The Forest Ecosystem Study: Background, Rationale, Implementation, Baseline Conditions, and Silvicultural Assessment (Andrew B. Carey, David R. Thysell, and Angus W. Brodie), May 1999, PNW-GTR-457 notes that, “the coniferous overstory species and other ectomycorrhizal understory species are hypothesized to “preserve ectomycorrhizal fungi during periods of rapidly changing above ground community structure and that mycorrhizal links between hardwoods and conifers facilitate conifer establishment by providing a ready source of inoculum, nutrients, and water” (page 68).

 

The aforementioned scientific findings make it clear that preserving as many hardwoods as possible is key to preserving and enhancing biodiversity.  The proposed action would involve the commercial harvest of hardwoods, contributing to an overall reduction of hardwood density.  This is unacceptable and does not comply with the project’s stated goal to “To protect and enhance stand diversit and wildlife habitat components” (EA, page 3).  If this projects aims at the enhancement and restoration of biodiversity, all hardwoods standing must remain undisturbed.  While there are certainly large patches of forest that have a high density of hardwoods; they are still much more rare in the planning areas relative to the conifers present.

 

ABUSE OF TAX PAYER DOLLARS

 

When user groups asked to build a trail over the above landslide area, they were told by the BLM that the area was too unstable for a trail, and that any trails should be re-directed around the landslide area.

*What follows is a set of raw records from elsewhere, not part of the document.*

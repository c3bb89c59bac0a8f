// SPDX-License-Identifier: MPL-2.0
//! Centralized path management for application directories.
//!
//! # Path Resolution Order
//!
//! 1. **Explicit override** - parameter to `_with_override()` functions (for tests)
//! 2. **CLI argument** (`--config-dir`) - set via [`init_cli_overrides`]
//! 3. **Environment variable** (`GESTURE_GALLERY_CONFIG_DIR`)
//! 4. **Platform default** - via `dirs` crate
//!
//! Gallery images are looked up separately, see [`resolve_assets_dir`].

use std::path::PathBuf;
use std::sync::OnceLock;

/// Application name used for directory naming.
pub const APP_NAME: &str = "GestureGallery";

/// Environment variable to override the config directory.
pub const ENV_CONFIG_DIR: &str = "GESTURE_GALLERY_CONFIG_DIR";

/// Assets directory used when neither the CLI nor the config names one.
pub const DEFAULT_ASSETS_DIR: &str = "assets/gallery";

/// Global CLI override for config directory (set once at startup).
static CLI_CONFIG_DIR: OnceLock<Option<PathBuf>> = OnceLock::new();

/// Initializes the CLI override for the config directory.
///
/// Only the first call has an effect; later calls are ignored.
pub fn init_cli_overrides(config_dir: Option<String>) {
    if CLI_CONFIG_DIR.set(config_dir.map(PathBuf::from)).is_err() {
        tracing::debug!("config dir override already initialized, ignoring");
    }
}

fn get_cli_config_dir() -> Option<PathBuf> {
    CLI_CONFIG_DIR.get().and_then(Clone::clone)
}

/// Returns the application config directory path.
///
/// Platform defaults:
/// - Linux: `~/.config/GestureGallery/`
/// - macOS: `~/Library/Application Support/GestureGallery/`
/// - Windows: `C:\Users\<User>\AppData\Roaming\GestureGallery\`
pub fn get_app_config_dir() -> Option<PathBuf> {
    get_app_config_dir_with_override(None)
}

/// Returns the application config directory path with an optional override.
pub fn get_app_config_dir_with_override(override_path: Option<PathBuf>) -> Option<PathBuf> {
    if let Some(path) = override_path {
        return Some(path);
    }

    if let Some(path) = get_cli_config_dir() {
        return Some(path);
    }

    if let Ok(env_path) = std::env::var(ENV_CONFIG_DIR) {
        if !env_path.is_empty() {
            return Some(PathBuf::from(env_path));
        }
    }

    dirs::config_dir().map(|mut path| {
        path.push(APP_NAME);
        path
    })
}

/// Picks the directory holding the five gallery images.
///
/// The CLI value wins over the configured one; without either, the
/// relative [`DEFAULT_ASSETS_DIR`] is used.
#[must_use]
pub fn resolve_assets_dir(cli: Option<PathBuf>, configured: Option<PathBuf>) -> PathBuf {
    cli.or(configured)
        .unwrap_or_else(|| PathBuf::from(DEFAULT_ASSETS_DIR))
}

#[cfg(test)]
mod tests {
    use super::*;
    use std::sync::Mutex;

    // Mutex to prevent parallel tests from interfering with each other's env vars
    static ENV_MUTEX: Mutex<()> = Mutex::new(());

    #[test]
    fn app_config_dir_contains_app_name() {
        let _lock = ENV_MUTEX.lock().unwrap();
        std::env::remove_var(ENV_CONFIG_DIR);

        if let Some(path) = get_app_config_dir() {
            assert!(
                path.to_string_lossy().contains(APP_NAME),
                "App config dir should contain app name"
            );
        }
    }

    #[test]
    fn env_var_overrides_platform_default() {
        let _lock = ENV_MUTEX.lock().unwrap();
        std::env::set_var(ENV_CONFIG_DIR, "/tmp/gesture-gallery-test");

        let path = get_app_config_dir().expect("env override should resolve");
        assert_eq!(path, PathBuf::from("/tmp/gesture-gallery-test"));

        std::env::remove_var(ENV_CONFIG_DIR);
    }

    #[test]
    fn empty_env_var_is_ignored() {
        let _lock = ENV_MUTEX.lock().unwrap();
        std::env::set_var(ENV_CONFIG_DIR, "");

        if let Some(path) = get_app_config_dir() {
            assert_ne!(path, PathBuf::from(""));
        }

        std::env::remove_var(ENV_CONFIG_DIR);
    }

    #[test]
    fn explicit_override_takes_priority() {
        let _lock = ENV_MUTEX.lock().unwrap();
        std::env::set_var(ENV_CONFIG_DIR, "/tmp/from-env");

        let path = get_app_config_dir_with_override(Some(PathBuf::from("/tmp/explicit")));
        assert_eq!(path, Some(PathBuf::from("/tmp/explicit")));

        std::env::remove_var(ENV_CONFIG_DIR);
    }

    #[test]
    fn assets_dir_prefers_cli_then_config() {
        let cli = Some(PathBuf::from("/cli"));
        let configured = Some(PathBuf::from("/configured"));

        assert_eq!(
            resolve_assets_dir(cli, configured.clone()),
            PathBuf::from("/cli")
        );
        assert_eq!(
            resolve_assets_dir(None, configured),
            PathBuf::from("/configured")
        );
        assert_eq!(
            resolve_assets_dir(None, None),
            PathBuf::from(DEFAULT_ASSETS_DIR)
        );
    }
}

However, the BLM is now proposing to punch a road right through it. Double standard? Volunteers clearly took great pains to install this environmentally sound trail circumventing the slide. Under the Annie’s Cabin proposal, all of this effort and goodwill will go to waste.

 

 

 

CONCLUSION: THE EA SHOULD ANALYZE A TRUE FOREST HEALTH ALTERNATIVE

 

Many of the forests in the planning area are well on their way toward healing themselves from past management activities. The areas Bark visited showed strong signs of a natural recovery process and healthy understory increasing in diversity as natural disease and disturbance processes are beginning to take place. Many were not overly dense. As previously stated, blow down is happening naturally in many units.

 

We would like you to reevaluate your plan for the FY 2006 Thinning Projects and create instead a true Restoration Alternative. This could involve some thinning any unnaturally dense stands, leaving the trunks for down woody debris, and chipping the limbs for soil fertilization. In the Annie’s Cabin project specifically, there are many areas that could benefit from pre-commercial thinning. For example, the area north of 9B West/10 and the area east of 9B. The part of Unit 2 (422) on the west side of the road is composed of very young (15-30 yr old) Douglas-fir and western hemlock with lots of rhododendrons, and it is somewhat impenetrable.  This area in particular, given the age class of the stand and the fact that it is so steep, is more suited for pre-commercial thinning than a commercial thin.

 

Road obliteration is desperately needed and would also be part of this alternative, as would invasive plant removal.  Such a project could truly address the forest health issues, without the damage caused by an intensive commercial harvest operation.  It could also serve to provide a sustainable source of employment for timber workers. Non-commercial thinning projects create jobs and the maintenance of truly healthy forests that provide an array of recreational opportunities that contribute to stable economies now and in the future.

 

Although we appreciated the inclusion of helicopter logging alternative in the Annie’s Cabin proposal, we still feel the impacts to the area would be greater than the habitat and wildlife can reasonably handle and again urge you to separate out your analysis into separate EAs for each project.

 

Thank you for considering our comments.